# Rem 700 trigger job



## Chasinit69 (Feb 4, 2014)

Anyone around Alvin pearland do good trigger Job on a Remington 700 30-06??? 


Sent from my iPhone using Tapatalk


----------



## specktout (Aug 21, 2006)

Just get a Timney from Midway and install yourself, or any gun smith will install it for a nominal fee.

http://www.midwayusa.com/product/22...afety-1-1-2-to-4-lb-blue?cm_vc=ProductFinding


----------



## Jungle_Jim (Nov 16, 2007)

Remington triggers are adjustable.... Here is how to do it: http://quarterbore.com/library/articles/rem700trigger.html


----------



## texastkikker (Dec 24, 2008)

specktout said:


> Just get a Timney from Midway and install yourself, or any gun smith will install it for a nominal fee.
> 
> http://www.midwayusa.com/product/22...afety-1-1-2-to-4-lb-blue?cm_vc=ProductFinding


 what he said....go get a Timney....much better than the stock Remington trigger. It only takes 5-10 minutes to install. I would suggest putting a couple on paper afterwards to confirm that nothing has changed.


----------



## Chasinit69 (Feb 4, 2014)

Thanks 


Sent from my iPhone using Tapatalk


----------



## el dorado (Jul 26, 2010)

texastkikker said:


> what he said....go get a Timney....much better than the stock Remington trigger. It only takes 5-10 minutes to install. I would suggest putting a couple on paper afterwards to confirm that nothing has changed.

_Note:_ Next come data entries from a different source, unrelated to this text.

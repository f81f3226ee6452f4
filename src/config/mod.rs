//! Configuration module
//!
//! This module handles loading, parsing, and validating TOML configuration files.
//!
//! # Example
//!
//! ```no_run
//! use sitemap_seo::config::load_config;
//! use std::path::Path;
//!
//! let config = load_config(Path::new("config.toml")).unwrap();
//! println!("Retry ceiling: {}", config.crawler.max_retries);
//! ```

mod parser;
mod types;
mod validation;

pub use types::{
    Config, CrawlerConfig, HeadingRules, LengthRule, OutputConfig, SeoRules, SiteConfig,
};

pub use parser::{compute_config_hash, load_config, load_config_with_hash, parse_config};
//! Markdown SEO report generation
//!
//! The report covers every Crawled URL: overall totals, issue counts per
//! type, severity buckets, then one section per URL with the worst pages
//! first.

use crate::output::OutputResult;
use crate::seo::{IssueType, Severity};
use crate::storage::{CrawledPage, Storage};
use std::collections::BTreeMap;
use std::fs::File;
use std::io::Write;
use std::path::Path;

/// H2s listed per page before the rest are summarized
const H2_LIMIT: usize = 5;

/// `missing_meta_description` -> `Missing Meta Description`
fn readable_issue(issue_type: IssueType) -> String {
    issue_type
        .as_str()
        .split('_')
        .map(|word| {
            let mut chars = word.chars();
            match chars.next() {
                Some(first) => first.to_uppercase().chain(chars).collect(),
                None => String::new(),
            }
        })
        .collect::<Vec<String>>()
        .join(" ")
}

/// Formats the SEO report for the given pages
pub fn format_seo_report(pages: &[CrawledPage]) -> String {
    let mut md = String::new();

    let total_issues: usize = pages.iter().map(|p| p.issues.len()).sum();
    let with_issues = pages.iter().filter(|p| !p.issues.is_empty()).count();

    let mut by_severity: BTreeMap<Severity, usize> = BTreeMap::new();
    let mut by_type: BTreeMap<IssueType, usize> = BTreeMap::new();
    for page in pages {
        *by_severity.entry(Severity::of(&page.issues)).or_default() += 1;
        for issue in &page.issues {
            *by_type.entry(issue.issue_type).or_default() += 1;
        }
    }

    md.push_str("# SEO Report\n\n");

    md.push_str("## Summary\n\n");
    md.push_str(&format!("- **Pages Crawled**: {}\n", pages.len()));
    md.push_str(&format!("- **Pages With Issues**: {}\n", with_issues));
    md.push_str(&format!("- **Total Issues**: {}\n\n", total_issues));

    md.push_str("## Pages by Severity\n\n");
    md.push_str("| Severity | Pages |\n");
    md.push_str("|----------|-------|\n");
    for severity in [
        Severity::Critical,
        Severity::Major,
        Severity::Minor,
        Severity::Clean,
    ] {
        md.push_str(&format!(
            "| {} | {} |\n",
            severity.label(),
            by_severity.get(&severity).copied().unwrap_or(0)
        ));
    }
    md.push('\n');

    if !by_type.is_empty() {
        md.push_str("## Issues by Type\n\n");
        md.push_str("| Issue | Count |\n");
        md.push_str("|-------|-------|\n");
        let mut counts: Vec<_> = by_type.into_iter().collect();
        counts.sort_by(|a, b| b.1.cmp(&a.1).then(a.0.cmp(&b.0)));
        for (issue_type, count) in counts {
            md.push_str(&format!("| {} | {} |\n", readable_issue(issue_type), count));
        }
        md.push('\n');
    }

    let mut ordered: Vec<&CrawledPage> = pages.iter().collect();
    ordered.sort_by_key(|p| Severity::of(&p.issues));

    md.push_str("## Pages\n\n");
    for page in ordered {
        format_page(&mut md, page);
    }

    md
}

fn format_page(md: &mut String, page: &CrawledPage) {
    let extract = &page.extract;
    let severity = Severity::of(&page.issues);

    md.push_str(&format!("### {}\n\n", page.url));
    md.push_str(&format!("- **Severity**: {}\n", severity.label()));
    if let Some(status) = page.http_status {
        md.push_str(&format!("- **HTTP Status**: {}\n", status));
    }

    match &extract.title {
        Some(title) => md.push_str(&format!(
            "- **Title** ({} chars): {}\n",
            title.chars().count(),
            title
        )),
        None => md.push_str("- **Title**: *(none)*\n"),
    }
    match &extract.meta_description {
        Some(meta) => md.push_str(&format!(
            "- **Meta Description** ({} chars): {}\n",
            meta.chars().count(),
            meta
        )),
        None => md.push_str("- **Meta Description**: *(none)*\n"),
    }

    if extract.h1s.is_empty() {
        md.push_str("- **H1**: *(none)*\n");
    } else {
        md.push_str(&format!("- **H1** ({}):\n", extract.h1s.len()));
        for h1 in &extract.h1s {
            md.push_str(&format!("  - {}\n", h1));
        }
    }

    if !extract.h2s.is_empty() {
        md.push_str(&format!("- **H2** ({}):\n", extract.h2s.len()));
        for h2 in extract.h2s.iter().take(H2_LIMIT) {
            md.push_str(&format!("  - {}\n", h2));
        }
        if extract.h2s.len() > H2_LIMIT {
            md.push_str(&format!(
                "  - ... and {} more\n",
                extract.h2s.len() - H2_LIMIT
            ));
        }
    }

    if page.issues.is_empty() {
        md.push_str("\nNo issues found.\n\n");
    } else {
        md.push_str("\n**Issues:**\n\n");
        for issue in &page.issues {
            md.push_str(&format!(
                "- {}: {}\n",
                readable_issue(issue.issue_type),
                issue.details
            ));
        }
        md.push('\n');
    }
}

/// Writes the SEO report for every Crawled URL, returning the page count
pub fn write_seo_report<S: Storage + ?Sized>(storage: &S, path: &Path) -> OutputResult<usize> {
    let pages = storage.list_crawled_pages()?;
    let report = format_seo_report(&pages);

    let mut file = File::create(path)?;
    file.write_all(report.as_bytes())?;

    tracing::info!("Wrote SEO report for {} pages to {}", pages.len(), path.display());
    Ok(pages.len())
}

^x2. Bought one online-, swapped it myself and I'm no gunsmith. Very happy with it.


----------



## sea sick (Feb 9, 2006)

I have a few rifles with timney. I had a Rem 700 that I thought to just adjust the trigger. It's still a night and day feel to it. Still has creep and travel. Not crisp like the timney. So after the test, had to go and put a timney in it. Well worth the money.


----------



## reba3825 (Feb 28, 2013)

x2:texasflag


----------



## txbred (May 13, 2013)

x5 Timney. The trigger is the main interface between you and your gun, and in hind sight should come before optics or anything else.


----------



## pg542 (Oct 9, 2006)

The Shilen standard trigger is another outstanding trigger for the 700 family of actions. I have Timney and Shilen and would not hesitate to buy either one again. A quality trigger is the single most important accuracy improvement for any rifle followed closely by a properly bedded action. At least for me anyway.


----------



## Sea Aggie (Jul 18, 2005)

specktout said:


> Just get a Timney from Midway and install yourself, or any gun smith will install it for a nominal fee.
> 
> http://www.midwayusa.com/product/22...afety-1-1-2-to-4-lb-blue?cm_vc=ProductFinding


I checked the setting on my 700 and it was 9-3/4# from the factory.

I put in a Timney and love it.


----------



## batmaninja (Jul 15, 2010)

Pardon my ignorance here. 

I replaced the stock trigger on my model 700, with a drop in Timney trigger. I am pretty sure the silver thing is the old sear. Can someone confirm that I am supposed to have the silver thing left over?


----------



## texastkikker (Dec 24, 2008)

...I can't remember. It was 2-3 years ago when I changed mine out. Sorry. I would for sure dry fire/test the safety mechanism before loading ammo. Also good idea to put a couple on paper to make sure gun is still on.


----------



## sleepersilverado (Jun 27, 2011)

batmaninja said:


> Pardon my ignorance here.
> 
> I replaced the stock trigger on my model 700, with a drop in Timney trigger. I am pretty sure the silver thing is the old sear. Can someone confirm that I am supposed to have the silver thing left over?


Yes, that, a small spring, and the trigger/housing.

If anyone has issues with the bolt release when you install a timney all that is needed is bending the ear at the top of the lever.


----------